- Activity
Return each line below holding the string "CookieJar".
-- Data for the task follows --
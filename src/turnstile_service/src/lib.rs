pub mod database;
pub mod telemetry;
pub mod user_service;

pub use database::Database;
pub use user_service::UserService;
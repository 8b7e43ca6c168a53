use color_eyre::eyre::Result;
use tracing_error::ErrorLayer;
use tracing_subscriber::{EnvFilter, fmt, layer::SubscriberExt, util::SubscriberInitExt};
use turnstile_adapters::config::UserServiceSetting;
use turnstile_service::{Database, UserService};

#[tokio::main]
async fn main() -> Result<()> {
    color_eyre::install()?;
    init_tracing()?;

    // Load configuration
    let config = UserServiceSetting::load()?;

    let database = match Database::connect(&config.postgres).await {
        Ok(database) => database,
        Err(e) => {
            tracing::error!(error = %e, "Failed to connect to PostgreSQL");
            std::process::exit(1);
        }
    };
    database.migrate().await?;

    let user_service = UserService::new(database.user_store(), &config.auth);
    let allowed_origins = config.auth.allowed_origins.clone();

    let listener = tokio::net::TcpListener::bind(&config.application.address).await?;
    tracing::info!("Starting user service...");

    let served = user_service
        .run_standalone(listener, Some(allowed_origins))
        .await;

    database.close().await;
    served?;

    Ok(())
}

pub fn init_tracing() -> Result<()> {
    let fmt_layer = fmt::layer().compact();

    let filter_layer = EnvFilter::try_from_default_env().or_else(|_| EnvFilter::try_new("info"))?;

    tracing_subscriber::registry()
        .with(filter_layer)
        .with(fmt_layer)
        .with(ErrorLayer::default())
        .init();

    Ok(())
}
pub mod email;
pub mod full_name;
pub mod image_url;
pub mod login_identifier;
pub mod password;
pub mod user;
pub mod user_id;
pub mod username;
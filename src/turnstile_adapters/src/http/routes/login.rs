use axum::{Json, extract::State, response::IntoResponse};
use axum_extra::extract::{CookieJar, WithRejection};
use secrecy::Secret;
use serde::{Deserialize, Serialize};
use turnstile_core::{LoginIdentifier, Password, UserProfile, UserStore};

use crate::{
    auth::add_session_cookies,
    http::{ApiError, ApiResponse, AppState},
};

#[derive(Debug, Deserialize)]
pub struct LoginRequest {
    pub username: Option<String>,
    pub email: Option<String>,
    pub password: Option<Secret<String>>,
}

#[derive(Debug, Serialize)]
#[serde(rename_all = "camelCase")]
pub struct LoginData {
    pub user: UserProfile,
    pub access_token: String,
    pub refresh_token: String,
}

#[tracing::instrument(name = "Login", skip_all)]
pub async fn login<U>(
    State(state): State<AppState<U>>,
    jar: CookieJar,
    WithRejection(Json(request), _): WithRejection<Json<LoginRequest>, ApiError>,
) -> Result<impl IntoResponse, ApiError>
where
    U: UserStore + Clone + 'static,
{
    let identifier =
        LoginIdentifier::parse(request.username.as_deref(), request.email.as_deref())?;
    let password = request
        .password
        .ok_or_else(|| ApiError::BadRequest("Password is required".to_owned()))?;
    let password = Password::parse(password)?;

    let user = state.sessions.authenticate(&identifier, &password).await?;
    let tokens = state.sessions.issue_session(&user.id).await?;

    let jar = add_session_cookies(jar, &tokens.access_token, &tokens.refresh_token);
    let data = LoginData {
        user: user.profile(),
        access_token: tokens.access_token,
        refresh_token: tokens.refresh_token,
    };

    Ok((jar, ApiResponse::ok(data, "User logged in successfully")))
}
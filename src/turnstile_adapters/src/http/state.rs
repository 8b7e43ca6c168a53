use turnstile_application::{ProfileUseCase, SessionManager, SignupUseCase};
use turnstile_core::UserStore;

use crate::{auth::JwtTokenCodec, hashing::Argon2CredentialHasher};

pub type Sessions<U> = SessionManager<U, JwtTokenCodec, Argon2CredentialHasher>;

/// Shared handler state. Every use case holds its own handle to the same store.
#[derive(Clone)]
pub struct AppState<U> {
    pub sessions: Sessions<U>,
    pub signup: SignupUseCase<U, Argon2CredentialHasher>,
    pub profiles: ProfileUseCase<U>,
}

impl<U> AppState<U>
where
    U: UserStore + Clone,
{
    pub fn new(user_store: U, token_codec: JwtTokenCodec) -> Self {
        Self {
            sessions: SessionManager::new(
                user_store.clone(),
                token_codec,
                Argon2CredentialHasher,
            ),
            signup: SignupUseCase::new(user_store.clone(), Argon2CredentialHasher),
            profiles: ProfileUseCase::new(user_store),
        }
    }
}
use axum::{
    Json,
    extract::rejection::JsonRejection,
    http::StatusCode,
    response::{IntoResponse, Response},
};
use serde::Serialize;
use thiserror::Error;
use turnstile_application::{ProfileError, SessionError, SignupError};
use turnstile_core::{UserError, UserStoreError};

/// Every failure a route can surface, already mapped to its HTTP status.
#[derive(Debug, Error)]
pub enum ApiError {
    #[error("{0}")]
    BadRequest(String),
    #[error("{0}")]
    NotFound(String),
    #[error("{0}")]
    Unauthorized(String),
    #[error("{0}")]
    Conflict(String),
    #[error("{0}")]
    Internal(String),
}

/// Error envelope: `{statusCode, message, success: false}`.
#[derive(Debug, Serialize)]
#[serde(rename_all = "camelCase")]
pub struct ErrorResponse {
    pub status_code: u16,
    pub message: String,
    pub success: bool,
}

impl ApiError {
    pub fn status_code(&self) -> StatusCode {
        match self {
            ApiError::BadRequest(_) => StatusCode::BAD_REQUEST,
            ApiError::NotFound(_) => StatusCode::NOT_FOUND,
            ApiError::Unauthorized(_) => StatusCode::UNAUTHORIZED,
            ApiError::Conflict(_) => StatusCode::CONFLICT,
            ApiError::Internal(_) => StatusCode::INTERNAL_SERVER_ERROR,
        }
    }
}

impl IntoResponse for ApiError {
    fn into_response(self) -> Response {
        let status = self.status_code();
        let message = match self {
            ApiError::Internal(detail) => {
                tracing::error!(error = %detail, "request failed");
                "Something went wrong".to_owned()
            }
            ApiError::BadRequest(message)
            | ApiError::NotFound(message)
            | ApiError::Unauthorized(message)
            | ApiError::Conflict(message) => message,
        };

        let body = ErrorResponse {
            status_code: status.as_u16(),
            message,
            success: false,
        };
        (status, Json(body)).into_response()
    }
}

impl From<JsonRejection> for ApiError {
    fn from(rejection: JsonRejection) -> Self {
        ApiError::BadRequest(rejection.body_text())
    }
}

impl From<UserError> for ApiError {
    fn from(error: UserError) -> Self {
        ApiError::BadRequest(error.to_string())
    }
}

impl From<UserStoreError> for ApiError {
    fn from(error: UserStoreError) -> Self {
        match error {
            UserStoreError::UserAlreadyExists => {
                ApiError::Conflict("User with email or username already exists".to_owned())
            }
            UserStoreError::UserNotFound => ApiError::NotFound("User not found".to_owned()),
            UserStoreError::RefreshTokenMismatch => {
                ApiError::Unauthorized("Refresh token is expired or used".to_owned())
            }
            UserStoreError::UnexpectedError(detail) => ApiError::Internal(detail),
        }
    }
}

impl From<SessionError> for ApiError {
    fn from(error: SessionError) -> Self {
        match error {
            SessionError::UserNotFound => ApiError::NotFound("User does not exist".to_owned()),
            SessionError::BadCredential => ApiError::Unauthorized(error.to_string()),
            SessionError::Unauthorized
            | SessionError::InvalidToken
            | SessionError::Expired
            | SessionError::TokenReused => ApiError::Unauthorized(error.to_string()),
            SessionError::TokenIssueError(e) => ApiError::Internal(format!(
                "Something went wrong while generating refresh and access tokens: {e}"
            )),
            SessionError::UserStoreError(e) => e.into(),
            SessionError::PasswordHashError(e) => ApiError::Internal(e.to_string()),
        }
    }
}

impl From<SignupError> for ApiError {
    fn from(error: SignupError) -> Self {
        match error {
            SignupError::UserStoreError(e) => e.into(),
            SignupError::PasswordHashError(e) => ApiError::Internal(e.to_string()),
        }
    }
}

impl From<ProfileError> for ApiError {
    fn from(error: ProfileError) -> Self {
        match error {
            ProfileError::UserStoreError(e) => e.into(),
        }
    }
}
-- Data for the task concluded --
- Answer to the exercise
use axum_extra::extract::{CookieJar, WithRejection};
    jar: CookieJar,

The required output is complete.